Erster Eindruck zum Buch:
Der Prolog hat es in sich und wirft sogleich viele Fragen auf. Man liest aus Abonys Sicht und hat so Einblick in verschiedene Situationen, in denen nicht nur sie im Vordergrund steht, da viel beschrieben wurde. Ich kam gut voran beim Lesen und die Kapitel hatten eine angenehme Länge.

Protagonisten:
Abony ist sehr rebellisch und stur. Die Etikette ihrer Zeit hat sie geschickt gelernt zu umgehen. Ihre Widerspenstigkeit bringt sie gerne in brenzlige Situtationen, in denen ihr Kampfgeist die Rettung ist. Ich habe sie meist als angenehm empfunden beim Lesen.

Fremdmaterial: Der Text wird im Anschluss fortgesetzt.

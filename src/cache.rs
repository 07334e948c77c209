//! Namespaced, TTL/size-bounded in-memory cache with eviction telemetry.
//!
//! [`DataCache`] is the storage the request-evaluation hot path reads on every request: one
//! instance holds scored-result values (one namespace per model identifier), another holds the
//! structured configuration singletons. Mutation is confined to refresh-loader code paths;
//! readers never trigger a refresh.
//!
//! Each namespace is backed by its own [`moka::sync::Cache`], so clearing one namespace during a
//! refresh cannot disturb readers of sibling namespaces, and a namespace is always fully cleared
//! before its new generation is written.
use std::{
    collections::HashMap,
    sync::{Arc, RwLock},
    time::Duration,
};

use moka::notification::RemovalCause;

/// Classification of why an entry left the cache.
#[derive(Debug, Clone, Copy, PartialEq, Eq, Hash)]
pub enum EvictionCause {
    /// Evicted under capacity pressure.
    Size,
    /// The entry outlived its time-to-live.
    Expired,
    /// Explicitly invalidated, e.g. by [`DataCache::clear`] during a refresh.
    Explicit,
    /// Overwritten by a newer value under the same key.
    Replaced,
    /// A weakly-held value was collected. Never produced by the current backend (Rust has no
    /// garbage-collected weak values); kept so telemetry consumers see a stable vocabulary.
    Collected,
}

impl From<RemovalCause> for EvictionCause {
    fn from(cause: RemovalCause) -> EvictionCause {
        match cause {
            RemovalCause::Size => EvictionCause::Size,
            RemovalCause::Expired => EvictionCause::Expired,
            RemovalCause::Explicit => EvictionCause::Explicit,
            RemovalCause::Replaced => EvictionCause::Replaced,
        }
    }
}

/// A single observed eviction.
#[derive(Debug, Clone, PartialEq, Eq)]
pub struct EvictionEvent {
    /// Namespace the entry belonged to.
    pub namespace: String,
    /// Key of the evicted entry.
    pub key: String,
    /// Why the entry left the cache.
    pub cause: EvictionCause,
}

/// Observability hook invoked for every eviction.
///
/// Invoked synchronously from cache mutation paths: implementations must not panic and must not
/// block (hand the event off to a channel or counter and return).
pub type EvictionListener = Arc<dyn Fn(EvictionEvent) + Send + Sync>;

/// Bounds applied to every namespace of a [`DataCache`].
#[derive(Debug, Clone, Default)]
pub struct DataCacheConfig {
    /// Time-to-live for entries. `None` means entries never expire.
    pub time_to_live: Option<Duration>,
    /// Maximum number of entries per namespace. `None` means unbounded.
    pub max_capacity: Option<u64>,
}

impl DataCacheConfig {
    /// Create a new `DataCacheConfig` with no bounds.
    pub fn new() -> DataCacheConfig {
        DataCacheConfig::default()
    }

    /// Bound entry lifetime by `ttl`.
    pub fn with_time_to_live(mut self, ttl: Duration) -> DataCacheConfig {
        self.time_to_live = Some(ttl);
        self
    }

    /// Bound every namespace to at most `max` entries.
    pub fn with_max_capacity(mut self, max: u64) -> DataCacheConfig {
        self.max_capacity = Some(max);
        self
    }
}

/// A namespaced key-value store for decision data.
///
/// Values are replaced wholesale, never mutated in place. Reads are non-blocking and safe to call
/// concurrently with a refresh of any namespace.
pub struct DataCache<V> {
    config: DataCacheConfig,
    listener: Option<EvictionListener>,
    namespaces: RwLock<HashMap<String, moka::sync::Cache<String, V>>>,
}

impl<V> DataCache<V>
where
    V: Clone + Send + Sync + 'static,
{
    /// Create an empty cache with the given bounds and no eviction listener.
    pub fn new(config: DataCacheConfig) -> DataCache<V> {
        DataCache {
            config,
            listener: None,
            namespaces: RwLock::new(HashMap::new()),
        }
    }

    /// Create an empty cache that reports every eviction to `listener`.
    ///
    /// The listener is invoked synchronously on mutation paths and must neither panic nor block.
    pub fn with_eviction_listener(
        config: DataCacheConfig,
        listener: EvictionListener,
    ) -> DataCache<V> {
        DataCache {
            config,
            listener: Some(listener),
            namespaces: RwLock::new(HashMap::new()),
        }
    }

    /// Look up `key` within `namespace`. Returns `None` on miss.
    pub fn get(&self, namespace: &str, key: &str) -> Option<V> {
        let namespaces = self
            .namespaces
            .read()
            .expect("thread holding cache lock should not panic");
        namespaces.get(namespace)?.get(key)
    }

    /// Insert (or overwrite) `key` within `namespace`, creating the namespace if needed.
    ///
    /// Overwriting surfaces an [`EvictionCause::Replaced`] event for the previous value.
    pub fn insert(&self, namespace: &str, key: String, value: V) {
        {
            let namespaces = self
                .namespaces
                .read()
                .expect("thread holding cache lock should not panic");
            if let Some(cache) = namespaces.get(namespace) {
                cache.insert(key, value);
                return;
            }
        }

        let mut namespaces = self
            .namespaces
            .write()
            .expect("thread holding cache lock should not panic");
        namespaces
            .entry(namespace.to_owned())
            .or_insert_with(|| self.build_namespace(namespace))
            .insert(key, value);
    }

    /// Remove every entry of `namespace`, leaving other namespaces untouched.
    ///
    /// Each removed entry surfaces an [`EvictionCause::Explicit`] event. Readers of the cleared
    /// namespace observe an empty namespace immediately; readers of other namespaces are
    /// unaffected.
    pub fn clear(&self, namespace: &str) {
        let removed = self
            .namespaces
            .write()
            .expect("thread holding cache lock should not panic")
            .remove(namespace);

        let Some(cache) = removed else { return };
        cache.run_pending_tasks();
        if let Some(listener) = &self.listener {
            for (key, _value) in cache.iter() {
                listener(EvictionEvent {
                    namespace: namespace.to_owned(),
                    key: (*key).clone(),
                    cause: EvictionCause::Explicit,
                });
            }
        }
    }

    /// Number of entries currently held under `namespace`.
    ///
    /// The count is eventually consistent with respect to pending size/TTL evictions; call
    /// [`DataCache::run_pending_tasks`] first when an exact count is needed.
    pub fn entry_count(&self, namespace: &str) -> u64 {
        let namespaces = self
            .namespaces
            .read()
            .expect("thread holding cache lock should not panic");
        namespaces
            .get(namespace)
            .map(|cache| cache.entry_count())
            .unwrap_or(0)
    }

    /// Flush pending size/TTL evictions for `namespace`, delivering their telemetry.
    pub fn run_pending_tasks(&self, namespace: &str) {
        let namespaces = self
            .namespaces
            .read()
            .expect("thread holding cache lock should not panic");
        if let Some(cache) = namespaces.get(namespace) {
            cache.run_pending_tasks();
        }
    }

    fn build_namespace(&self, namespace: &str) -> moka::sync::Cache<String, V> {
        let mut builder = moka::sync::Cache::builder();
        if let Some(ttl) = self.config.time_to_live {
            builder = builder.time_to_live(ttl);
        }
        if let Some(max) = self.config.max_capacity {
            builder = builder.max_capacity(max);
        }
        if let Some(listener) = &self.listener {
            let listener = Arc::clone(listener);
            let namespace = namespace.to_owned();
            builder = builder.eviction_listener(move |key: Arc<String>, _value, cause| {
                listener(EvictionEvent {
                    namespace: namespace.clone(),
                    key: (*key).clone(),
                    cause: cause.into(),
                });
            });
        }
        builder.build()
    }
}

#[cfg(test)]
mod tests {
    use std::sync::{Arc, Mutex};

    use super::{DataCache, DataCacheConfig, EvictionCause, EvictionEvent};

    fn recording_listener() -> (super::EvictionListener, Arc<Mutex<Vec<EvictionEvent>>>) {
        let events = Arc::new(Mutex::new(Vec::new()));
        let listener = {
            let events = Arc::clone(&events);
            Arc::new(move |event| events.lock().unwrap().push(event)) as super::EvictionListener
        };
        (listener, events)
    }

    #[test]
    fn get_returns_inserted_value() {
        let cache = DataCache::new(DataCacheConfig::new());
        cache.insert("model-1", "key".to_owned(), 1.0);

        assert_eq!(cache.get("model-1", "key"), Some(1.0));
        assert_eq!(cache.get("model-1", "missing"), None);
        assert_eq!(cache.get("model-2", "key"), None);
    }

    #[test]
    fn clear_is_namespace_scoped() {
        let cache = DataCache::new(DataCacheConfig::new());
        cache.insert("model-1", "a".to_owned(), 1.0);
        cache.insert("model-2", "b".to_owned(), 0.0);

        cache.clear("model-1");

        assert_eq!(cache.get("model-1", "a"), None);
        assert_eq!(cache.get("model-2", "b"), Some(0.0));
    }

    #[test]
    fn clear_of_unknown_namespace_is_a_noop() {
        let cache = DataCache::<f64>::new(DataCacheConfig::new());
        cache.clear("never-populated");
    }

    #[test]
    fn replacing_write_surfaces_replaced_cause() {
        let (listener, events) = recording_listener();
        let cache = DataCache::with_eviction_listener(DataCacheConfig::new(), listener);

        cache.insert("model-1", "a".to_owned(), 1.0);
        cache.insert("model-1", "a".to_owned(), 0.0);
        cache.run_pending_tasks("model-1");

        let events = events.lock().unwrap();
        assert!(events.contains(&EvictionEvent {
            namespace: "model-1".to_owned(),
            key: "a".to_owned(),
            cause: EvictionCause::Replaced,
        }));
    }

    #[test]
    fn clear_surfaces_explicit_cause_per_entry() {
        let (listener, events) = recording_listener();
        let cache = DataCache::with_eviction_listener(DataCacheConfig::new(), listener);

        cache.insert("model-1", "a".to_owned(), 1.0);
        cache.insert("model-1", "b".to_owned(), 1.0);
        cache.clear("model-1");

        let events = events.lock().unwrap();
        let explicit: Vec<_> = events
            .iter()
            .filter(|event| event.cause == EvictionCause::Explicit)
            .collect();
        assert_eq!(explicit.len(), 2);
        assert!(explicit.iter().all(|event| event.namespace == "model-1"));
    }

    #[test]
    fn reads_are_safe_concurrently_with_clear() {
        let cache = Arc::new(DataCache::new(DataCacheConfig::new()));
        cache.insert("stable", "k".to_owned(), 42.0);
        for i in 0..100 {
            cache.insert("volatile", format!("k{i}"), 1.0);
        }

        let reader = {
            let cache = Arc::clone(&cache);
            std::thread::spawn(move || {
                for _ in 0..1000 {
                    assert_eq!(cache.get("stable", "k"), Some(42.0));
                }
            })
        };
        cache.clear("volatile");
        reader.join().unwrap();
    }
}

Der maskierte Vampir in den Abony läuft, ist undurchschaubar, geheimnisvoll und voller unentdeckter Mysterien. Sein Verhalten ist oft zwiespältig, aber es ist deutlich zu spüren was ihm wichtig ist und sein Interesse weckt.

Meine Meinung:
Es war gut, aber konnte mich nicht vollkommen überzeugen. Anfangs war es toll zu sehen wie Abony ihr Ziel vor Augen hat und taff war, aber im Laufe der Geschichte trat mir etwas anderes zu sehr in den Vordergrund. Es war als würde sie sich etwas selbst verlieren. Und ab dem Moment habe ich die Verbindung zu Abony grösstenteils verloren. Die Idee hinter der Geschichte und die Zeit in der sie spielt, fand ich klasse, da es mal etwas anderes zu lesen war. Durch die kleinen Details, ist es der Autorin gelungen alles bildlicher zu machen für mich als Leserin.